Hard to turn down a $13 delivery, even if it takes me 30 minutes to complete.


----------



## Invisible (Jun 15, 2018)

amazinghl said:


> Hard to turn down a $13 delivery, even if it takes me 30 minutes to complete.


That's a good one, and it's good you were tipped on both yesterday. Thankfully tips are common on GH.


----------



## Goongpad77 (Dec 6, 2017)

Being that we use our own cars to help this company make money.. free anything is not going to promote the kind of business that we want. A lot of the $3-4 orders you see with no tip that are just a couple blocks from the restaurant are because of the $10-$15 coupon the GH gives out.

Screw that! If they want to provide delivery vehicles then that’s a different story. GH is the best app for tips, but there’s a lot of things about the company that really sucks.

They are the worst for dispatching far away deliveries and if you didn’t get those tips they would absolutely pay the worst.

Also with the recognition program they want you to pick up 9 out of 10 orders to get on the schedule. There’s almost no point in showing you the value of the order. It’s just a trick to make you think that you’re an independent contractor and you have a choice. The reality is you really don’t have choice. They really put the pressure on you to drive for $.50 a mile at the end of the day.

They’re currently in the process of overhauling their system and rumor has it that they really hate the cherry pickers. If they don’t like cherry pickers then do the legal thing that you’re obligated to do and that’s the classify us as employees!

Crooks!


----------



## Invisible (Jun 15, 2018)

Goongpad,

Everything you wrote is spot on!!! Delivery is not a right for everyone, it’s a privilege to those who can afford it. Next GH will accept EBT, if DD doesn’t do it first.


----------



## dlearl476 (Oct 3, 2017)

amazinghl said:


> I got couple of Taco Bell orders yesterday and they actually have the food ready for me AND both customers tipped!


A lot of TB orders seem to cycle for me. One day, I'll do 5-6, from 3 different TBs in my area, then I won't do a single one for a day it so. Same thing with Little Ceasers and Costa Vida. I'll go days without a CV order, then do 7 in one night.

One thing I have noticed is that the tips drop dramatically at 10:00pm when a lot of other restaurants close.


----------



## feinburg (Apr 30, 2018)

Been getting $1 tips from Taco Bell. I think a lot of people are trying the service out. No fun!


----------



## Goongpad77 (Dec 6, 2017)

feinburg said:


> Been getting $1 tips from Taco Bell. I think a lot of people are trying the service out. No fun!

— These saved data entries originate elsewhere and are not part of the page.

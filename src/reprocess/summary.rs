use std::time::Duration;

use serde::Serialize;

use crate::db::models::BatchStatus;

/// Outcome of one batch inside a sequential reprocessing run.
#[derive(Debug, Clone, PartialEq, Eq, Serialize)]
#[serde(rename_all = "camelCase")]
pub struct BatchRun {
    pub batch_id: i64,
    pub status: BatchStatus,
    pub elapsed: Duration,
}

#[derive(Debug, Clone, Serialize)]
#[serde(rename_all = "camelCase")]
pub struct ReprocessSummary {
    pub runs: Vec<BatchRun>,
    pub total: Duration,
    /// Human-readable closing line shown to the user
    pub message: String,
}

impl ReprocessSummary {
    pub fn new(runs: Vec<BatchRun>, total: Duration) -> Self {
        let message = describe(&runs, total);
        Self {
            runs,
            total,
            message,
        }
    }

    pub fn empty(message: impl Into<String>) -> Self {
        Self {
            runs: Vec::new(),
            total: Duration::ZERO,
            message: message.into(),
        }
    }

    pub fn average(&self) -> Option<Duration> {
        let count = u32::try_from(self.runs.len()).ok().filter(|count| *count > 0)?;
        Some(self.total / count)
    }

    pub fn succeeded(&self) -> usize {
        self.runs.iter().filter(|run| run.status.is_success()).count()
    }

    pub fn failed(&self) -> usize {
        self.runs
            .iter()
            .filter(|run| run.status == BatchStatus::Failed)
            .count()
    }

    /// Batches storage still holds in a non-terminal status after their run.
    pub fn unfinished(&self) -> usize {
        self.runs
            .iter()
            .filter(|run| !run.status.is_terminal())
            .count()
    }
}

fn describe(runs: &[BatchRun], total: Duration) -> String {
    if runs.is_empty() {
        return "No batches were reprocessed".to_string();
    }

    let succeeded = runs.iter().filter(|run| run.status.is_success()).count();
    let failed = runs
        .iter()
        .filter(|run| run.status == BatchStatus::Failed)
        .count();
    let unfinished = runs.iter().filter(|run| !run.status.is_terminal()).count();
    let skipped = runs.len() - succeeded - failed - unfinished;
    let average = total.as_secs_f64() / runs.len() as f64;

    let mut message = format!(
        "Reprocessed {} batches in {:.1}s (avg {:.1}s per batch): {} succeeded, {} failed",
        runs.len(),
        total.as_secs_f64(),
        average,
        succeeded,
        failed
    );
    if skipped > 0 {
        message.push_str(&format!(", {skipped} skipped"));
    }
    if unfinished > 0 {
        message.push_str(&format!(", {unfinished} left unfinished"));
    }
    message
}
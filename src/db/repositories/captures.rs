use anyhow::{Context, Result};
use chrono::{DateTime, Utc};
use rusqlite::{params, Row};

use crate::db::{connection::Database, helpers::from_unix_seconds, models::Capture};

fn row_to_capture(row: &Row) -> Result<Capture> {
    Ok(Capture {
        id: row.get(0)?,
        captured_at: from_unix_seconds(row.get(1)?, "captured_at")?,
        file_path: row.get(2)?,
    })
}

impl Database {
    pub async fn insert_capture(
        &self,
        captured_at: DateTime<Utc>,
        file_path: &str,
    ) -> Result<i64> {
        let file_path = file_path.to_string();
        self.execute(move |conn| {
            conn.execute(
                "INSERT INTO captures (captured_at, file_path) VALUES (?1, ?2)",
                params![captured_at.timestamp(), file_path],
            )
            .with_context(|| "failed to insert capture")?;
            Ok(conn.last_insert_rowid())
        })
        .await
    }

    /// Captures at or after `since` that no batch has consumed yet, oldest first.
    pub async fn get_unprocessed_captures(&self, since: DateTime<Utc>) -> Result<Vec<Capture>> {
        self.execute(move |conn| {
            let mut stmt = conn.prepare(
                "SELECT c.id, c.captured_at, c.file_path
                 FROM captures c
                 LEFT JOIN batch_captures bc ON bc.capture_id = c.id
                 WHERE bc.capture_id IS NULL
                   AND c.captured_at >= ?1
                 ORDER BY c.captured_at ASC, c.id ASC",
            )?;

            let mut rows = stmt.query(params![since.timestamp()])?;
            let mut captures = Vec::new();
            while let Some(row) = rows.next()? {
                captures.push(row_to_capture(row)?);
            }

            Ok(captures)
        })
        .await
    }

    pub async fn get_captures_for_batch(&self, batch_id: i64) -> Result<Vec<Capture>> {
        self.execute(move |conn| {
            let mut stmt = conn.prepare(
                "SELECT c.id, c.captured_at, c.file_path
                 FROM batch_captures bc
                 JOIN captures c ON c.id = bc.capture_id
                 WHERE bc.batch_id = ?1
                 ORDER BY c.captured_at ASC, c.id ASC",
            )?;

            let mut rows = stmt.query(params![batch_id])?;
            let mut captures = Vec::new();
            while let Some(row) = rows.next()? {
                captures.push(row_to_capture(row)?);
            }

            Ok(captures)
        })
        .await
    }
}
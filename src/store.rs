//! Storage operations the orchestrator and reprocessing workflows rely on.
//!
//! Implementations must serialize concurrent writers themselves; callers do
//! no locking of their own. [`crate::db::Database`] is the SQLite implementation.

use std::path::PathBuf;

use anyhow::Result;
use async_trait::async_trait;
use chrono::{DateTime, NaiveDate, Utc};

use crate::db::models::{BatchRecord, BatchStatus, Capture};

#[async_trait]
pub trait BatchStore: Send + Sync {
    /// Captures not yet consumed by any batch, captured at or after `since`, oldest first.
    async fn fetch_unprocessed_captures(&self, since: DateTime<Utc>) -> Result<Vec<Capture>>;

    /// Persist a `pending` batch. `None` means nothing was written.
    async fn persist_batch(
        &self,
        start: DateTime<Utc>,
        end: DateTime<Utc>,
        capture_ids: &[i64],
    ) -> Result<Option<i64>>;

    async fn fetch_batch(&self, batch_id: i64) -> Result<Option<BatchRecord>>;

    /// Existing batches among `batch_ids`, in the order given.
    async fn fetch_batches(&self, batch_ids: &[i64]) -> Result<Vec<BatchRecord>>;

    /// Batches starting on `day`, chronologically.
    async fn fetch_batches_for_day(&self, day: NaiveDate) -> Result<Vec<BatchRecord>>;

    async fn fetch_all_batches(&self) -> Result<Vec<BatchRecord>>;

    /// Member captures of a batch, oldest first.
    async fn fetch_captures_for_batch(&self, batch_id: i64) -> Result<Vec<Capture>>;

    async fn delete_observations(&self, batch_ids: &[i64]) -> Result<usize>;

    /// Force batches back to `pending`; returns the ids actually reset.
    async fn reset_batch_statuses(&self, batch_ids: &[i64]) -> Result<Vec<i64>>;

    async fn reset_batch_statuses_for_day(&self, day: NaiveDate) -> Result<Vec<i64>>;

    /// Forward transition; illegal transitions are errors.
    async fn update_batch_status(&self, batch_id: i64, status: BatchStatus) -> Result<()>;

    async fn mark_batch_failed(&self, batch_id: i64, reason: &str) -> Result<()>;

    /// Fail a non-terminal batch regardless of whether it reached `processing`.
    /// Only for cleaning up after storage errors; normal moves use the two above.
    async fn force_batch_failed(&self, batch_id: i64, reason: &str) -> Result<()>;

    /// Batches persisted but not yet dispatched, oldest first.
    async fn fetch_pending_batches(&self) -> Result<Vec<BatchRecord>>;

    /// Delete the day's timeline cards; returns media artifact paths for the caller to remove.
    async fn delete_timeline_records(&self, day: NaiveDate) -> Result<Vec<PathBuf>>;
}
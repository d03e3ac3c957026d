pub mod algorithm;
pub mod config;

pub use algorithm::{form_batches, group_captures, CaptureBatch};
pub use config::BatchingConfig;
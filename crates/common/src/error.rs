//! Error types for finboard.

use axum::{
    Json,
    http::StatusCode,
    response::{IntoResponse, Response},
};
use serde_json::json;
use thiserror::Error;

/// Application result type.
pub type AppResult<T> = Result<T, AppError>;

/// Application error type.
#[derive(Debug, Error)]
pub enum AppError {
    // === Client Errors ===
    #[error("Not found: {0}")]
    NotFound(String),

    #[error("User not found: {0}")]
    UserNotFound(String),

    #[error("Unauthorized: {0}")]
    Unauthorized(String),

    #[error("Permission denied: {0}")]
    PermissionDenied(String),

    #[error("Validation error: {0}")]
    Validation(String),

    #[error("Conflict: {0}")]
    Conflict(String),

    // === Server Errors ===
    #[error("Database error: {0}")]
    Database(String),

    #[error("Configuration error: {0}")]
    Config(String),

    #[error("External service error: {0}")]
    ExternalService(String),

    #[error("Internal error: {0}")]
    Internal(String),
}

impl AppError {
    /// Returns the HTTP status code for this error.
    #[must_use]
    pub const fn status_code(&self) -> StatusCode {
        match self {
            // 4xx Client Errors
            Self::NotFound(_) | Self::UserNotFound(_) => StatusCode::NOT_FOUND,
            Self::Unauthorized(_) => StatusCode::UNAUTHORIZED,
            Self::PermissionDenied(_) => StatusCode::FORBIDDEN,
            Self::Validation(_) => StatusCode::BAD_REQUEST,
            Self::Conflict(_) => StatusCode::CONFLICT,

            // 5xx Server Errors
            Self::Database(_) | Self::Config(_) | Self::ExternalService(_) | Self::Internal(_) => {
                StatusCode::INTERNAL_SERVER_ERROR
            }
        }
    }

    /// Returns the error code used in logs.
    #[must_use]
    pub const fn error_code(&self) -> &'static str {
        match self {
            Self::NotFound(_) => "NOT_FOUND",
            Self::UserNotFound(_) => "USER_NOT_FOUND",
            Self::Unauthorized(_) => "UNAUTHORIZED",
            Self::PermissionDenied(_) => "PERMISSION_DENIED",
            Self::Validation(_) => "VALIDATION_ERROR",
            Self::Conflict(_) => "CONFLICT",
            Self::Database(_) => "DATABASE_ERROR",
            Self::Config(_) => "CONFIG_ERROR",
            Self::ExternalService(_) => "EXTERNAL_SERVICE_ERROR",
            Self::Internal(_) => "INTERNAL_ERROR",
        }
    }

    /// Returns whether this error should be logged at error level.
    #[must_use]
    pub fn is_server_error(&self) -> bool {
        self.status_code().is_server_error()
    }

    /// Message shown to the caller. Server-side detail never leaves the process.
    #[must_use]
    pub fn public_message(&self) -> String {
        if self.is_server_error() {
            "internal server error".to_string()
        } else {
            self.to_string()
        }
    }

    /// Shorthand for a permission failure.
    pub fn permission_denied(message: impl Into<String>) -> Self {
        Self::PermissionDenied(message.into())
    }

    /// Shorthand for a validation failure.
    pub fn validation(message: impl Into<String>) -> Self {
        Self::Validation(message.into())
    }
}

impl IntoResponse for AppError {
    fn into_response(self) -> Response {
        let status = self.status_code();
        let code = self.error_code();

        if self.is_server_error() {
            tracing::error!(error = %self, code = code, "Server error occurred");
        } else {
            tracing::debug!(error = %self, code = code, "Client error occurred");
        }

        let body = Json(json!({ "error": self.public_message() }));

        (status, body).into_response()
    }
}

// === From implementations ===

impl From<validator::ValidationErrors> for AppError {
    fn from(err: validator::ValidationErrors) -> Self {
        Self::Validation(err.to_string())
    }
}

impl From<config::ConfigError> for AppError {
    fn from(err: config::ConfigError) -> Self {
        Self::Config(err.to_string())
    }
}

impl From<jsonwebtoken::errors::Error> for AppError {
    fn from(err: jsonwebtoken::errors::Error) -> Self {
        use jsonwebtoken::errors::ErrorKind;
        match err.kind() {
            ErrorKind::ExpiredSignature => Self::Unauthorized("session expired".to_string()),
            _ => Self::Unauthorized("invalid session token".to_string()),
        }
    }
}

impl From<anyhow::Error> for AppError {
    fn from(err: anyhow::Error) -> Self {
        Self::Internal(err.to_string())
    }
}
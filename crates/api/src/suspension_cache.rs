//! Short-lived cache of live suspension flags.
//!
//! Used by the suspension gate when live checks are on, so a gated request
//! costs at most one user lookup per TTL.

use std::collections::HashMap;
use std::sync::Arc;
use std::time::{Duration, Instant};

use tokio::{sync::RwLock, task::JoinHandle};
use tracing::debug;

/// Live suspension state of one user.
#[derive(Debug, Clone, PartialEq, Eq)]
pub struct SuspensionStatus {
    pub suspended: bool,
    pub reason: Option<String>,
}

#[derive(Debug, Clone)]
struct Entry {
    status: SuspensionStatus,
    fetched_at: Instant,
}

/// Suspension cache keyed by user id.
#[derive(Clone)]
pub struct SuspensionCache {
    entries: Arc<RwLock<HashMap<String, Entry>>>,
    ttl: Duration,
}

impl SuspensionCache {
    /// Create a cache whose entries live for `ttl`.
    #[must_use]
    pub fn new(ttl: Duration) -> Self {
        Self {
            entries: Arc::new(RwLock::new(HashMap::new())),
            ttl,
        }
    }

    /// Cached status, if still fresh.
    pub async fn get(&self, user_id: &str) -> Option<SuspensionStatus> {
        let entries = self.entries.read().await;
        entries
            .get(user_id)
            .filter(|entry| entry.fetched_at.elapsed() < self.ttl)
            .map(|entry| entry.status.clone())
    }

    /// Record a freshly read status.
    pub async fn insert(&self, user_id: &str, status: SuspensionStatus) {
        let mut entries = self.entries.write().await;
        entries.insert(
            user_id.to_string(),
            Entry {
                status,
                fetched_at: Instant::now(),
            },
        );
    }

    /// Forget a user, e.g. right after an admin changed their flag.
    pub async fn invalidate(&self, user_id: &str) {
        self.entries.write().await.remove(user_id);
    }

    /// Drop stale entries. Returns how many were evicted.
    pub async fn cleanup(&self) -> usize {
        let ttl = self.ttl;
        let mut entries = self.entries.write().await;
        let before = entries.len();
        entries.retain(|_, entry| entry.fetched_at.elapsed() < ttl);
        before - entries.len()
    }

    /// Run [`Self::cleanup`] every `every` until the handle is aborted.
    ///
    /// `every` must be non-zero.
    pub fn spawn_cleanup(&self, every: Duration) -> JoinHandle<()> {
        let cache = self.clone();
        tokio::spawn(async move {
            let mut ticker = tokio::time::interval(every);
            // The first tick completes immediately
            ticker.tick().await;
            loop {
                ticker.tick().await;
                let evicted = cache.cleanup().await;
                if evicted > 0 {
                    debug!(evicted, "Evicted stale suspension cache entries");
                }
            }
        })
    }

    #[cfg(test)]
    async fn len(&self) -> usize {
        self.entries.read().await.len()
    }
}
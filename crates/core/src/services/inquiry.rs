//! Support inquiry desk.

use chrono::{DateTime, Utc};
use finboard_common::{
    AppError, AppResult, IdGenerator,
    rules::{MAX_TEXT_CHARS, MAX_TITLE_CHARS, required_text},
};
use finboard_db::{
    entities::{
        inquiry::{self, InquiryStatus},
        inquiry_answer,
        user::UserRole,
    },
    repositories::{InquiryRepository, UserRepository},
};
use sea_orm::Set;
use serde::Serialize;
use tracing::info;

use super::lifecycle::LifecycleService;

/// An inquiry together with its answers.
#[derive(Debug, Clone, Serialize)]
#[serde(rename_all = "camelCase")]
pub struct InquiryDetail {
    #[serde(flatten)]
    pub inquiry: inquiry::Model,
    pub answers: Vec<inquiry_answer::Model>,
}

/// Pending/answered split of the admin queue.
#[derive(Debug, Clone, Copy, PartialEq, Eq, Serialize)]
pub struct InquiryStats {
    pub pending: u64,
    pub answered: u64,
    pub total: u64,
}

/// Inquiry service.
#[derive(Clone)]
pub struct InquiryService {
    inquiry_repo: InquiryRepository,
    user_repo: UserRepository,
    lifecycle: LifecycleService,
    id_gen: IdGenerator,
}

impl InquiryService {
    /// Create a new inquiry service.
    #[must_use]
    pub const fn new(
        inquiry_repo: InquiryRepository,
        user_repo: UserRepository,
        lifecycle: LifecycleService,
    ) -> Self {
        Self {
            inquiry_repo,
            user_repo,
            lifecycle,
            id_gen: IdGenerator::new(),
        }
    }

    /// Open a new inquiry.
    pub async fn create_inquiry(
        &self,
        caller_id: &str,
        title: &str,
        content: &str,
        now: DateTime<Utc>,
    ) -> AppResult<inquiry::Model> {
        let title = required_text("title", title, MAX_TITLE_CHARS)?;
        let content = required_text("content", content, MAX_TEXT_CHARS)?;

        let inquiry = self
            .inquiry_repo
            .create(inquiry::ActiveModel {
                id: Set(self.id_gen.generate()),
                user_id: Set(caller_id.to_string()),
                title: Set(title),
                content: Set(content),
                status: Set(InquiryStatus::Pending),
                created_at: Set(now.into()),
            })
            .await?;

        info!(inquiry_id = %inquiry.id, user_id = %caller_id, "Inquiry created");
        Ok(inquiry)
    }

    /// The caller's inquiries, newest first.
    pub async fn list_own_inquiries(&self, caller_id: &str) -> AppResult<Vec<inquiry::Model>> {
        self.inquiry_repo.find_by_user(caller_id).await
    }

    /// One inquiry with answers. Visible to its owner and to admins.
    pub async fn get_inquiry(&self, caller_id: &str, id: &str) -> AppResult<InquiryDetail> {
        let inquiry = self.inquiry_repo.get_by_id(id).await?;

        if inquiry.user_id != caller_id {
            let caller = self.user_repo.get_by_id(caller_id).await?;
            if caller.role != UserRole::Admin {
                return Err(AppError::permission_denied("not your inquiry"));
            }
        }

        let answers = self.inquiry_repo.find_answers(id).await?;
        Ok(InquiryDetail { inquiry, answers })
    }

    /// Every inquiry, optionally filtered by status.
    pub async fn list_all_inquiries(
        &self,
        admin_id: &str,
        status: Option<InquiryStatus>,
    ) -> AppResult<Vec<inquiry::Model>> {
        self.lifecycle.require_admin(admin_id).await?;
        self.inquiry_repo.find_all(status).await
    }

    /// Answer an inquiry. The answer and the status flip commit together.
    pub async fn answer_inquiry(
        &self,
        admin_id: &str,
        inquiry_id: &str,
        content: &str,
        now: DateTime<Utc>,
    ) -> AppResult<InquiryDetail> {
        self.lifecycle.require_admin(admin_id).await?;
        let content = required_text("content", content, MAX_TEXT_CHARS)?;

        // NotFound before any write
        self.inquiry_repo.get_by_id(inquiry_id).await?;

        self.inquiry_repo
            .insert_answer(inquiry_answer::ActiveModel {
                id: Set(self.id_gen.generate()),
                inquiry_id: Set(inquiry_id.to_string()),
                admin_id: Set(admin_id.to_string()),
                content: Set(content),
                created_at: Set(now.into()),
            })
            .await?;

        info!(inquiry_id = %inquiry_id, admin_id = %admin_id, "Inquiry answered");

        let inquiry = self.inquiry_repo.get_by_id(inquiry_id).await?;
        let answers = self.inquiry_repo.find_answers(inquiry_id).await?;
        Ok(InquiryDetail { inquiry, answers })
    }

    /// Pending and answered counts.
    pub async fn inquiry_stats(&self, admin_id: &str) -> AppResult<InquiryStats> {
        self.lifecycle.require_admin(admin_id).await?;

        let pending = self
            .inquiry_repo
            .count_by_status(InquiryStatus::Pending)
            .await?;
        let answered = self
            .inquiry_repo
            .count_by_status(InquiryStatus::Answered)
            .await?;

        Ok(InquiryStats {
            pending,
            answered,
            total: pending + answered,
        })
    }
}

No thanks! Ridiculous... I'll take one for the team occasionally so I took a $1.50 tip T-Bell to start my day today. Problem order with a wrong address and the customer was not answering text or calls.. total time suck.. I'm done with anything under $7 and far away for good! This promo means we sacrifice our time and car!


----------



## feinburg (Apr 30, 2018)

Goongpad77 said:


> No thanks! Ridiculous... I'll take one for the team occasionally so I took a $1.50 tip T-Bell to start my day today. Problem order with a wrong address and the customer was not answering text or calls.. total time suck.. I'm done with anything under $7 and far away for good! This promo means we sacrifice our time and car!


I only take orders $8 and up. The most I have ever got was $34 delivery. That was when I only did two delivery that day. It was really slow. Was happy after seeing that.


----------



## Goongpad77 (Dec 6, 2017)

If I remember correctly my largest payout was 40. GrubHub plays games with you if you reject offers though. I still make the money I want to make, but I’m pretty sure after you reject a bunch they pause you. It’s just a mind**** because GrubHub really wants to control you and treat you like an employee more than any other gig company out there. I’m at 26% acceptance rate today because I was sent probably more trash offers consecutively than ever... not one offer over $9 yet today. 

Tons of $3-5crap over 5 miles away. It’s just ridiculous because they expect us to bend over backwards for nothing. My market is so big... being premier means lots of milage. Way too spread out. This promo is not a good idea because could increase the amount of orders when they already have problems on busy nights as it is... Great idea flood the market with tons of $5 garbage offers ‍♂ 

I hate being treated like an employee for this company that exerts more control over it’s drivers than any other gig company. What’s the point in showing you all the information of an offer if you’re penalized for rejecting? The point is is to make it look like you’re a contractor and you have a choice... if they were ever to taken to court they could argue that our drivers have a choice they can reject offers. It’s a bait and switch!


----------



## Invisible (Jun 15, 2018)

I agree the promo is goiing to flood already busy nights with crap, low pay orders. I’m constantly hearing from GH customers how late the order is, although it was just assigned to me. 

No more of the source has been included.